Refinance Your Car Loan: Save Money with 6 Easy Steps
If you don’t know how to refinance a car loan, you could be leaving money on the table. In fact, a report by RateGenius shows the average annual savings on refinanced car loans in 2020 was $989.72. Even better, the same report shows over 42% of Americans with successful auto loan refinance applications saved more than $1,000 per year on their loan.
But if you want to get in on these savings, you’ll need to know how the refinancing process works. In this guide, we’ll take you through the necessary steps for refinancing a car loan and also explain when it is (and isn’t) a good idea. This will help you learn how to refinance a car loan and decide whether it could be the right move for your personal finance situation.

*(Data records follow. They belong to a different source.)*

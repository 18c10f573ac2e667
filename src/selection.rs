//! # Selection Resolver
//!
//! Combines three layered sources into one [`Selection`]:
//!
//! 1. explicit command-line [`Overrides`] (highest precedence),
//! 2. the cached selection of the previous invocation,
//! 3. the document's `defaults` (lowest precedence).
//!
//! ## Initialized Environments
//!
//! An environment becomes initialized on an invocation flagged `init`. After
//! that the requested version and the build directory are frozen: asking for
//! a different one is an error that tells the user to initialize a new
//! environment.
//!
//! ## The `default` Version
//!
//! The requested version is either an explicit version name or `default`.
//! `default` is an indirect pointer that is re-resolved on every invocation
//! against the currently selected products' `default_version`. Switching
//! between products that share a default version is therefore allowed, but
//! switching to a product whose default version differs from the one the
//! environment was initialized with is rejected unless re-initializing.
//!
//! ## Example
//!
//! ```
//! use std::collections::HashMap;
//! use std::path::Path;
//! use whisk::cache::CacheSnapshot;
//! use whisk::config::Project;
//! use whisk::selection::{self, Overrides};
//!
//! let yaml = r#"
//! version: 2
//! versions:
//!   dunfell: {oeinit: oe-init-build-env}
//! products:
//!   widget: {default_version: dunfell}
//! modes:
//!   debug: {}
//! sites:
//!   lab: {}
//! "#;
//! let project = Project::parse(yaml, Path::new("/src/whisk.yaml"), HashMap::new()).unwrap();
//! let overrides = Overrides {
//!     products: vec!["widget".to_string()],
//!     mode: Some("debug".to_string()),
//!     site: Some("lab".to_string()),
//!     init: true,
//!     ..Default::default()
//! };
//! let selection =
//!     selection::resolve(&project, &CacheSnapshot::default(), &overrides, Path::new("/src")).unwrap();
//! assert_eq!(selection.actual_version, "dunfell");
//! ```

use std::collections::{BTreeMap, BTreeSet};
use std::fmt;
use std::path::{Path, PathBuf};

use crate::cache::CacheSnapshot;
use crate::config::Project;
use crate::defaults;
use crate::error::{Error, Result};
use crate::suggestions;

/// The version a user asked for.
#[derive(Debug, Clone, PartialEq, Eq)]
pub enum RequestedVersion {
    /// Follow the selected products' default version
    Default,
    /// A specific version name
    Explicit(String),
}

impl RequestedVersion {
    pub fn parse(value: &str) -> Self {
        if value == defaults::DEFAULT_VERSION {
            Self::Default
        } else {
            Self::Explicit(value.to_string())
        }
    }

    pub fn as_str(&self) -> &str {
        match self {
            Self::Default => defaults::DEFAULT_VERSION,
            Self::Explicit(name) => name,
        }
    }
}

impl fmt::Display for RequestedVersion {
    fn fmt(&self, f: &mut fmt::Formatter<'_>) -> fmt::Result {
        f.write_str(self.as_str())
    }
}

/// Values given explicitly on the command line.
#[derive(Debug, Clone, Default)]
pub struct Overrides {
    /// Product arguments; each may hold a whitespace separated list
    pub products: Vec<String>,
    pub mode: Option<String>,
    pub site: Option<String>,
    pub version: Option<String>,
    /// Build directory, relative to the invocation's working directory
    pub build_dir: Option<PathBuf>,
    /// First-time initialization of the environment
    pub init: bool,
}

impl Overrides {
    /// Whether the generated configuration files must be rewritten.
    pub fn implies_write(&self) -> bool {
        self.init
            || !self.products.is_empty()
            || self.mode.is_some()
            || self.site.is_some()
            || self.version.is_some()
    }

    fn product_names(&self) -> Vec<String> {
        self.products
            .iter()
            .flat_map(|arg| arg.split_whitespace())
            .map(str::to_string)
            .collect::<BTreeSet<_>>()
            .into_iter()
            .collect()
    }
}

/// The selection before command-line overrides: cache over document defaults.
#[derive(Debug, Clone, PartialEq, Eq)]
pub struct Baseline {
    pub products: Vec<String>,
    pub mode: Option<String>,
    pub site: Option<String>,
    pub version: RequestedVersion,
    /// Actual version the environment was last configured with, if any
    pub actual_version: Option<String>,
    pub build_dir: PathBuf,
}

/// Merge the cache over the document defaults.
pub fn baseline(project: &Project, cache: &CacheSnapshot) -> Baseline {
    let defaults = &project.document.defaults;
    Baseline {
        products: cache
            .products
            .clone()
            .unwrap_or_else(|| defaults.products.clone()),
        mode: cache.mode.clone().or_else(|| defaults.mode.clone()),
        site: cache.site.clone().or_else(|| defaults.site.clone()),
        version: cache
            .version
            .as_deref()
            .map(RequestedVersion::parse)
            .unwrap_or(RequestedVersion::Default),
        actual_version: cache.actual_version.clone().filter(|v| !v.is_empty()),
        build_dir: cache
            .build_dir
            .clone()
            .unwrap_or_else(|| project.default_build_dir()),
    }
}

/// A fully resolved, validated selection.
#[derive(Debug, Clone, PartialEq, Eq)]
pub struct Selection {
    /// Selected products, sorted and de-duplicated
    pub products: Vec<String>,
    pub mode: String,
    pub site: String,
    pub version: RequestedVersion,
    /// Always a declared version name
    pub actual_version: String,
    /// Absolute build directory
    pub build_dir: PathBuf,
}

impl Selection {
    /// The cache record for this selection.
    pub fn snapshot(&self) -> CacheSnapshot {
        CacheSnapshot {
            cache_version: None,
            mode: Some(self.mode.clone()),
            products: Some(self.products.clone()),
            site: Some(self.site.clone()),
            version: Some(self.version.to_string()),
            actual_version: Some(self.actual_version.clone()),
            build_dir: Some(self.build_dir.clone()),
        }
    }
}

/// Resolve the selection for one invocation.
///
/// `cwd` anchors a relative `--build-dir`.
pub fn resolve(
    project: &Project,
    cache: &CacheSnapshot,
    overrides: &Overrides,
    cwd: &Path,
) -> Result<Selection> {
    let doc = &project.document;
    let base = baseline(project, cache);

    let products = if overrides.products.is_empty() {
        base.products.iter().cloned().collect::<BTreeSet<_>>().into_iter().collect()
    } else {
        overrides.product_names()
    };
    for product in &products {
        check_known("product", product, doc.products.keys())?;
    }

    let mode = overrides.mode.clone().or(base.mode);
    if let Some(mode) = &mode {
        check_known("mode", mode, doc.modes.keys())?;
    }

    let site = overrides.site.clone().or(base.site);
    if let Some(site) = &site {
        check_known("site", site, doc.sites.keys())?;
    }

    let version = match &overrides.version {
        Some(requested) if overrides.init => RequestedVersion::parse(requested),
        Some(requested) if *requested != base.version.as_str() => {
            return Err(Error::VersionLocked {
                requested: requested.clone(),
            });
        }
        _ => base.version,
    };
    if let RequestedVersion::Explicit(name) = &version {
        if !doc.versions.contains_key(name) {
            let mut choices: Vec<String> = doc.versions.keys().cloned().collect();
            choices.push(defaults::DEFAULT_VERSION.to_string());
            return Err(suggestions::unknown_selection("version", name, &choices));
        }
    }

    let build_dir = match &overrides.build_dir {
        Some(dir) if !overrides.init => {
            return Err(Error::BuildDirLocked {
                requested: dir.display().to_string(),
            });
        }
        Some(dir) => cwd.join(dir),
        None => base.build_dir,
    };

    if products.is_empty() {
        return Err(Error::MissingSelection { kind: "product" });
    }
    let mode = mode.ok_or(Error::MissingSelection { kind: "mode" })?;
    let site = site.ok_or(Error::MissingSelection { kind: "site" })?;

    let actual_version = match &version {
        RequestedVersion::Explicit(name) => name.clone(),
        RequestedVersion::Default => {
            resolve_default_version(project, &products, base.actual_version.as_deref(), overrides.init)?
        }
    };

    log::debug!(
        "selected products={:?} mode={} site={} version={} ({})",
        products,
        mode,
        site,
        version,
        actual_version
    );

    Ok(Selection {
        products,
        mode,
        site,
        version,
        actual_version,
        build_dir,
    })
}

/// Resolve `default` against the selected products.
///
/// All products must agree on one default version. Outside of
/// initialization it must also equal the version the environment was
/// configured with.
fn resolve_default_version(
    project: &Project,
    products: &[String],
    current: Option<&str>,
    init: bool,
) -> Result<String> {
    let mut by_version: BTreeMap<&str, Vec<&str>> = BTreeMap::new();
    for name in products {
        if let Some(product) = project.document.products.get(name) {
            by_version
                .entry(product.default_version.as_str())
                .or_default()
                .push(name.as_str());
        }
    }

    if by_version.len() > 1 {
        return Err(Error::ConflictingDefaultVersions {
            conflicts: by_version
                .iter()
                .map(|(version, names)| (version.to_string(), names.join(" ")))
                .collect(),
        });
    }

    let Some((required, names)) = by_version.into_iter().next() else {
        return Err(Error::MissingSelection { kind: "product" });
    };

    if init || current == Some(required) {
        Ok(required.to_string())
    } else {
        Err(Error::VersionChange {
            current: current.unwrap_or_default().to_string(),
            required: required.to_string(),
            products: names.join(" "),
        })
    }
}

fn check_known<'a>(
    kind: &'static str,
    value: &str,
    names: impl Iterator<Item = &'a String>,
) -> Result<()> {
    let names: Vec<String> = names.cloned().collect();
    if names.iter().any(|n| n == value) {
        Ok(())
    } else {
        Err(suggestions::unknown_selection(kind, value, &names))
    }
}

/// Render every choice of every kind, marking the current ones with `*`.
pub fn render_choices(project: &Project, base: &Baseline) -> String {
    let doc = &project.document;
    let mut out = String::new();

    out.push_str("Possible products:\n");
    out.push_str(&render_table(
        doc.products
            .iter()
            .map(|(name, p)| (base.products.contains(name), name.as_str(), p.description.as_str())),
    ));
    out.push_str("Possible modes:\n");
    out.push_str(&render_table(doc.modes.iter().map(|(name, m)| {
        (base.mode.as_deref() == Some(name), name.as_str(), m.description.as_str())
    })));
    out.push_str("Possible sites:\n");
    out.push_str(&render_table(doc.sites.iter().map(|(name, s)| {
        (base.site.as_deref() == Some(name), name.as_str(), s.description.as_str())
    })));
    out.push_str("Possible versions:\n");
    out.push_str(&render_table(
        doc.versions
            .iter()
            .map(|(name, v)| {
                (base.version.as_str() == name, name.as_str(), v.description.as_str())
            })
            .chain(std::iter::once((
                base.version == RequestedVersion::Default,
                defaults::DEFAULT_VERSION,
                "",
            ))),
    ));
    out
}

fn render_table<'a>(rows: impl Iterator<Item = (bool, &'a str, &'a str)>) -> String {
    let rows: Vec<_> = rows.collect();
    let width = rows.iter().map(|(_, name, _)| name.len()).max().unwrap_or(0);
    rows.iter()
        .map(|(current, name, description)| {
            let marker = if *current { " *" } else { "  " };
            let line = format!("{}  {:<width$}  {}", marker, name, description, width = width);
            format!("{}\n", line.trim_end())
        })
        .collect()
}
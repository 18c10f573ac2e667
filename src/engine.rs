//! # Configuration Engine
//!
//! Runs one `configure` invocation end to end:
//!
//! 1. load the cache (unless disabled),
//! 2. resolve the [`Selection`],
//! 3. resolve the compatibility profile of the actual version,
//! 4. resolve layers and subproducts,
//! 5. run fetch commands when asked to,
//! 6. write the environment file,
//! 7. write the build-system configuration when a write is implied,
//! 8. persist the selection to the cache.
//!
//! Every check happens before the first file is written, so a failed
//! invocation leaves the environment file, the configuration and the cache
//! exactly as they were. The cache is written last; a crash between the
//! artifacts and the cache is tolerated since the next invocation can always
//! override what it finds.

use std::path::PathBuf;

use crate::cache::CacheStore;
use crate::compat::{self, CompatProfile};
use crate::config::Project;
use crate::emit::{self, environment::EnvOptions, ConfPaths, Resolved};
use crate::error::Result;
use crate::fetch;
use crate::layers::{self, LayerPlan};
use crate::selection::{self, Overrides, Selection};

/// Everything a `configure` invocation asks for.
#[derive(Debug, Clone, Default)]
pub struct Request {
    pub overrides: Overrides,
    /// Rewrite the build configuration even if nothing changed
    pub write: bool,
    /// Neither read nor write the cache
    pub no_config: bool,
    pub fetch: bool,
    /// Suppress progress output
    pub quiet: bool,
    pub no_pyrex: bool,
    /// Where to write the environment file, if anywhere
    pub env_file: Option<PathBuf>,
    /// Directory put on `PATH` by the environment file
    pub tool_dir: Option<PathBuf>,
    /// Base for a relative `--build-dir`
    pub cwd: PathBuf,
}

/// What a successful invocation resolved and wrote.
#[derive(Debug, Clone)]
pub struct Outcome {
    pub selection: Selection,
    pub compat: CompatProfile,
    pub plan: LayerPlan,
    /// Build-system files, when they were rewritten
    pub conf: Option<ConfPaths>,
    pub env_file: Option<PathBuf>,
}

impl Outcome {
    /// Human readable summary of the selection.
    pub fn summary(&self) -> String {
        let selection = &self.selection;
        let mut version = selection.version.to_string();
        if selection.version.as_str() != selection.actual_version {
            version.push_str(&format!(" ({})", selection.actual_version));
        }
        format!(
            "PRODUCT    = {}\nMODE       = {}\nSITE       = {}\nVERSION    = {}\n",
            selection.products.join(" "),
            selection.mode,
            selection.site,
            version
        )
    }
}

fn cache_store(project: &Project, no_config: bool) -> CacheStore {
    CacheStore::new(project.cache_path(), !no_config)
}

/// Render the `--list` output for a project.
pub fn list(project: &Project, no_config: bool) -> String {
    let cache = cache_store(project, no_config).load();
    selection::render_choices(project, &selection::baseline(project, &cache))
}

/// Resolve and materialize a build environment.
pub fn configure(project: &Project, request: &Request) -> Result<Outcome> {
    let store = cache_store(project, request.no_config);
    let cache = store.load();

    let selection = selection::resolve(project, &cache, &request.overrides, &request.cwd)?;
    let version = layers::actual_version(project, &selection)?;
    let compat = compat::resolve(version, &project.root);
    let plan = layers::resolve(project, &selection)?;

    if request.fetch {
        let commands = fetch::collect(project, &selection, &plan)?;
        fetch::run(project, &commands, request.quiet)?;
    }

    let resolved = Resolved {
        project,
        selection: &selection,
        plan: &plan,
        compat: &compat,
    };

    if let Some(path) = &request.env_file {
        let options = EnvOptions {
            init: request.overrides.init,
            no_pyrex: request.no_pyrex,
            tool_dir: request.tool_dir.clone(),
        };
        emit::write_env_file(path, &emit::environment::render(&resolved, &options))?;
    }

    let conf = if request.write || request.overrides.implies_write() {
        Some(emit::write_conf_files(&resolved)?)
    } else {
        None
    };

    store.save(&selection.snapshot())?;

    Ok(Outcome {
        selection,
        compat,
        plan,
        conf,
        env_file: request.env_file.clone(),
    })
}
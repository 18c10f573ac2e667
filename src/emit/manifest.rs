//! `bblayers.conf` rendering.

use std::fmt::{self, Write as _};

use super::{Resolved, GENERATED};

/// Render `conf/bblayers.conf`: per-entry masks, then the requested layer
/// paths in declaration order, then the core `layerconf` text.
pub fn render(resolved: &Resolved<'_>) -> String {
    let mut out = String::new();
    // Writing into a String cannot fail.
    let _ = render_into(&mut out, resolved);
    out
}

fn render_into(out: &mut String, resolved: &Resolved<'_>) -> fmt::Result {
    let plan = resolved.plan;

    out.push_str(GENERATED);
    writeln!(out, "LCONF_VERSION = \"{}\"", resolved.compat.lconf_version)?;
    out.push_str("BBPATH = \"${TOPDIR}\"\nBBFILES ?= \"\"\n\n");

    for mask in &plan.masks {
        for path in &mask.paths {
            writeln!(out, "BBMASK_{} += \"{}\"", mask.entry, path)?;
        }
        writeln!(out)?;
    }

    for path in &plan.layer_paths {
        writeln!(out, "BBLAYERS += \"{}\"", path)?;
    }
    writeln!(out)?;

    let layerconf = resolved.project.document.core.layerconf.as_deref();
    writeln!(out, "{}", layerconf.unwrap_or_default())?;
    out.push_str("# This line gives devtool a place to add its layers\nBBLAYERS += \"\"\n");
    Ok(())
}
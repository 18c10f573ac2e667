//! Default values for whisk configuration.
//!
//! This module provides centralized default values used across the engine
//! and the commands, ensuring consistency and avoiding duplication.

use std::path::{Path, PathBuf};

/// Default configuration document name, overridable with `--conf` or
/// the `WHISK_CONF` environment variable.
pub const CONF_FILE: &str = "whisk.yaml";

/// Cache file name under the project root when the document sets no `cache`.
pub const CACHE_FILE: &str = ".config.yaml";

/// Build directory, relative to the project root, when nothing else names one.
pub const BUILD_DIR: &str = "build";

/// The requested-version sentinel that defers to the products' default version.
pub const DEFAULT_VERSION: &str = "default";

/// Name of the implicit pseudo-product every build includes.
pub const CORE: &str = "core";

/// Variable injected into the substitution environment holding the
/// absolute project root.
pub const PROJECT_ROOT_VAR: &str = "WHISK_PROJECT_ROOT";

/// Returns the default cache path for a project root.
pub fn default_cache_path(project_root: &Path) -> PathBuf {
    project_root.join(CACHE_FILE)
}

In this article- What does refinancing a car loan mean?
- How to know if refinancing a car loan is right for you
- When is refinancing a car loan a good idea?
- When is refinancing a car loan a bad idea?
- How to refinance a car loan (in 6 simple steps)
- FAQs
- Bottom line
What does refinancing a car loan mean?
Refinancing an auto loan means replacing your current auto loan with a new one. In effect, a new lender pays off your original loan and sets you up with a new loan. This would typically be done to get more favorable loan terms.
For example, you might want to lower your APR (annual percentage rate), which is your interest rate plus any associated fees, so you can save money on interest payments over the life of the loan. Or it could make sense to increase the length of your loan so your monthly payments go down and become more affordable.
How to know if refinancing a car loan is right for you
Whether you want to save money or reduce your monthly car payment, it’s important to consider multiple factors associated with refinancing a car loan. In some cases, it might make sense to do a refinance, but it might not in others.
When is refinancing a car loan a good idea?
Switching from an old loan to a new auto loan might be a good idea in these situations:
- Loan rates are down: Interest rates, including car loan APRs, typically follow trends depending on the economy. If average rates are going down, you likely have more opportunities to secure a lower interest rate when refinancing a car loan.
- Your credit score has improved: Your credit history plays a big role when it comes to the terms you’ll get offered for a new car loan. If your credit score has improved since you first took out a car loan, you could refinance and qualify for a better interest rate and save money. Or you may be able to switch to a preferable financial institution.
- You can pay off your loan quicker: If you can qualify for a refinance with a shorter term length, which is the length of time you have to pay off the loan, you might be able to pay your loan off quicker and save on interest. For example, if you have a 60-month car loan and qualify for a 36-month car loan refinance at the same or lower interest rate, you could avoid paying interest on 24 months of payments and save money.
- You’re having trouble with loan payments: If you can’t keep up with your current payments, it could make sense to refinance your car loan and increase its term length. This typically reduces the cost of your monthly payments since they get spread out over a longer period of time. However, you might pay more interest over the course of the loan.
When is refinancing a car loan a bad idea?
Refinancing a car loan might be a bad idea in these situations:
- Loan rates are up: If interest rates have increased on average since you first took out your car loan, it’s likely not the best time to refinance. You likely don’t want to end up with a higher interest rate than you already have unless you need to increase your loan’s term length to better afford monthly payments.
- Your credit score has gone down: If your credit score has gone down from when you originally took out your car loan, refinancing won’t often offer a better deal on interest rates.
- You’re upside down on the loan: Being upside down on a car loan means owing more money than the car is currently worth. Refinancing in this case wouldn’t make sense if you can’t get a lower interest rate or shorter term length. Also, some lenders won’t offer you auto loan refinancing unless you first pay the difference between the remaining balance on your existing loan and your vehicle’s current value.
- Prepayment penalties are high: Some car loans have fees, called prepayment penalties, if you pay off your owed amount early. This is to help the lender make back some of the money it’s losing from lost interest payments. If your current car loan has high prepayment penalties, it might not make sense to consider a refinance.
How to refinance a car loan (in 6 simple steps)
To get started with refinancing a car loan, follow these steps:
1. Check your credit score
Your credit score is often the biggest factor in determining what kind of car loans are available to you. If you have a good credit score, you’ll typically qualify for loans with more competitive rates and term lengths. The same applies to refinancing a car loan.
Knowing your credit score can give you a better idea of what to expect if you’re considering a refinance. This is especially important if you think your credit score has changed from when you first started your existing car loan. If your credit score has gone down, it might not make sense to refinance. But if you’ve improved your score, you could qualify for better terms.
You can get started by checking your FICO Score, a type of credit score, for free with Experian.